Mark Handforth, Vespa, 2001
The site-specificity of the Turin Vespa was again evident in Lamppost (2003), a sculpture commissioned by the Public Art Fund for Doris C. Freedman Plaza at the southeast corner of Central Park. A forty-five foot long industrial streetlight, it is bent in two places and laid awkwardly on the ground, its yellow sodium bulbs replaced by red lamps. The work updates Claes Oldenburg’s public proposal sensibility without seeming as much of an intervention: Lamppost countered the muteness of other modernist public sculpture, retaining its functionality by lighting the plaza at night with an amber glow.

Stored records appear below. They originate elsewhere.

/// Environment probe lighting.
pub(super) fn render_indirect_lit(
    draw: &BatchDraw<'_>,
    ctx: &mut BackEndContext,
    device: &mut dyn RenderDevice,
    ambient_scale: f32,
) {
    let pass = draw.material.pass();
    let custom = pass.shader.as_ref().and_then(|s| s.indirect_lit_version()).cloned();
    let is_custom = custom.is_some();
    let base = custom.unwrap_or_else(|| ctx.shaders.standard_default_indirect_lit.clone());
    let shader = select(&base, draw, ctx, Variants::ALL);
    {
        let mut binder = ShaderBinder::bind(device, shader);
        if is_custom {
            binder.shader_properties(pass);
        } else {
            let albedo = pass.albedo_texture().unwrap_or(ctx.textures.white);
            binder.texture(BuiltinSampler::AlbedoMap, albedo);
        }
        binder.set_named("ambientScale", ConstantValue::Float(ambient_scale));
        binder.matrices(ctx);
        binder.entity(draw, ctx);
        binder.material(pass, registers(draw));
        binder.set(BuiltinConstant::ViewOrigin, ConstantValue::Vec3(ctx.camera.origin));
        binder.probes(ctx, draw.object);
        binder.texture(BuiltinSampler::PrefilteredDfgMap, ctx.textures.prefiltered_dfg);
    }
    draw_primitives(draw, ctx, device);
}

/// `true` if the object samples the shadow map of `light` in this view.
fn receives_shadow(draw: &BatchDraw<'_>, ctx: &BackEndContext, light: &VisibleLight) -> bool {
    ctx.settings.shadows
        && ctx.camera.flags.contains(ViewFlags::SHADOWS)
        && light.casts_shadows()
        && draw.object.flags.contains(ObjectFlags::RECEIVE_SHADOWS)
}

/// Direct lighting of `light`, optionally on top of ambient or probes.
pub(super) fn render_direct_lit(
    draw: &BatchDraw<'_>,
    ctx: &mut BackEndContext,
    device: &mut dyn RenderDevice,
    light: &VisibleLight,
    mode: DirectLitMode,
    ambient_scale: f32,
) {
    let pass = draw.material.pass();
    let (custom, fallback) = match mode {
        DirectLitMode::AmbientDirect | DirectLitMode::Interaction => (
            pass.shader.as_ref().and_then(|s| s.direct_lit_version()).cloned(),
            &ctx.shaders.standard_default_direct_lit,
        ),
        DirectLitMode::IndirectDirect => (
            pass.shader
                .as_ref()
                .and_then(|s| s.indirect_lit_direct_lit_version())
                .cloned(),
            &ctx.shaders.standard_default_indirect_lit_direct_lit,
        ),
    };
    let is_custom = custom.is_some();
    let mut base = custom.unwrap_or_else(|| fallback.clone());

    let mut use_shadow_map = false;
    if receives_shadow(draw, ctx, light) {
        if let Some(shadowed) = base.shadow_version(light.kind).cloned() {
            base = shadowed;
            use_shadow_map = true;
        }
    }

    let variants = match mode {
        DirectLitMode::Interaction => Variants::SKIN_INSTANCING,
        _ => Variants::ALL,
    };
    let shader = select(&base, draw, ctx, variants);
    let ambient_scale = match mode {
        DirectLitMode::Interaction => 0.0,
        _ => ambient_scale,
    };

    {
        let mut binder = ShaderBinder::bind(device, shader);
        if is_custom {
            binder.shader_properties(pass);
        } else {
            let albedo = pass.albedo_texture().unwrap_or(ctx.textures.white);
            binder.texture(BuiltinSampler::AlbedoMap, albedo);
        }
        binder.set_named("ambientScale", ConstantValue::Float(ambient_scale));
        binder.matrices(ctx);
        binder.entity(draw, ctx);
        binder.material(pass, registers(draw));
        binder.set(BuiltinConstant::ViewOrigin, ConstantValue::Vec3(ctx.camera.origin));
        if mode == DirectLitMode::IndirectDirect {
            binder.probes(ctx, draw.object);
            binder.texture(BuiltinSampler::PrefilteredDfgMap, ctx.textures.prefiltered_dfg);
        }
        binder.lighting(ctx, light, use_shadow_map);
    }
    draw_primitives(draw, ctx, device);
}

/// Base pass: ambient or probes, plus the primary light when there is one.
pub(super) fn render_base(
    draw: &BatchDraw<'_>,
    ctx: &mut BackEndContext,
    device: &mut dyn RenderDevice,
    ambient_scale: f32,
) {
    let indirect = ctx.settings.indirect_lit && draw.object.env_probes[0].is_some();

    match (indirect, draw.light) {
        (false, None) => render_ambient(draw, ctx, device, ambient_scale),
        (true, None) => render_indirect_lit(draw, ctx, device, ambient_scale),
        (false, Some(light)) => render_direct_lit(
            draw,
            ctx,
            device,
            light,
            DirectLitMode::AmbientDirect,
            ambient_scale,
        ),
        (true, Some(light)) => render_direct_lit(
            draw,
            ctx,
            device,
            light,
            DirectLitMode::IndirectDirect,
            ambient_scale,
        ),
    }
}

/// One additional light added over the base pass.
pub(super) fn render_light_interaction(
    draw: &BatchDraw<'_>,
    ctx: &mut BackEndContext,
    device: &mut dyn RenderDevice,
    light: &VisibleLight,
) {
    render_direct_lit(draw, ctx, device, light, DirectLitMode::Interaction, 0.0);
}

/// Fog volume seen through the surface.
pub(super) fn render_fog_light(
    draw: &BatchDraw<'_>,
    ctx: &mut BackEndContext,
    device: &mut dyn RenderDevice,
    light: &VisibleLight,
) {
    let shader = select(&ctx.shaders.fog_light, draw, ctx, Variants::SKIN_INSTANCING);
    // The camera is outside the volume when it lies behind the fog plane.
    let enter = (light.origin - ctx.camera.origin).dot(light.axis.forward()) < 0.0;
    let (fog_map, fog_enter_map) = if enter {
        (ctx.textures.fog, ctx.textures.white)
    } else {
        (ctx.textures.white, ctx.textures.fog_enter)
    };
    let projection = light.material.pass().texture.unwrap_or(ctx.textures.white);

    {
        let mut binder = ShaderBinder::bind(device, shader);
        binder.matrices(ctx);
        binder.entity(draw, ctx);
        binder.set_mat4(
            BuiltinConstant::LightTextureMatrix,
            light.view_proj_scale_bias * draw.object.world,
            true,
        );
        binder.set_named("fogColor", ConstantValue::Vec3(light.color));
        binder.named_texture("fogMap", fog_map);
        binder.named_texture("fogEnterMap", fog_enter_map);
        binder.named_texture("fogProjectionMap", projection);
    }
    draw_primitives(draw, ctx, device);
}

Handforth’s reappropriations betray an interest in the failures and creative reuses of other artists’ grand gestures. He delights in the public outcry over a Carl Andre sculpture made of 120 bricks and tells the story of a Richard Serra sculpture sited publicly in London that, comprising four massive slabs leaning one on another, has a center closed off to public eyes: its interior space has become an outhouse for the city’s transients. Coming from Handforth, the tale has an insouciance that adds frisson to his own art. To quote Griffin: “Handforth looks for ‘sculpture’ that already exists amid the cultural wreckage,” and he’s smart enough to know that his art may meet the same fate. (An acknowledgement through which the Romantic can once again slip in.) Handforth writes: “At the end of it, all you have is a work and what that work does, where it sits in the world, and what is ultimately … affected by it and through it…. [My objects] exist in the world on the world’s terms.”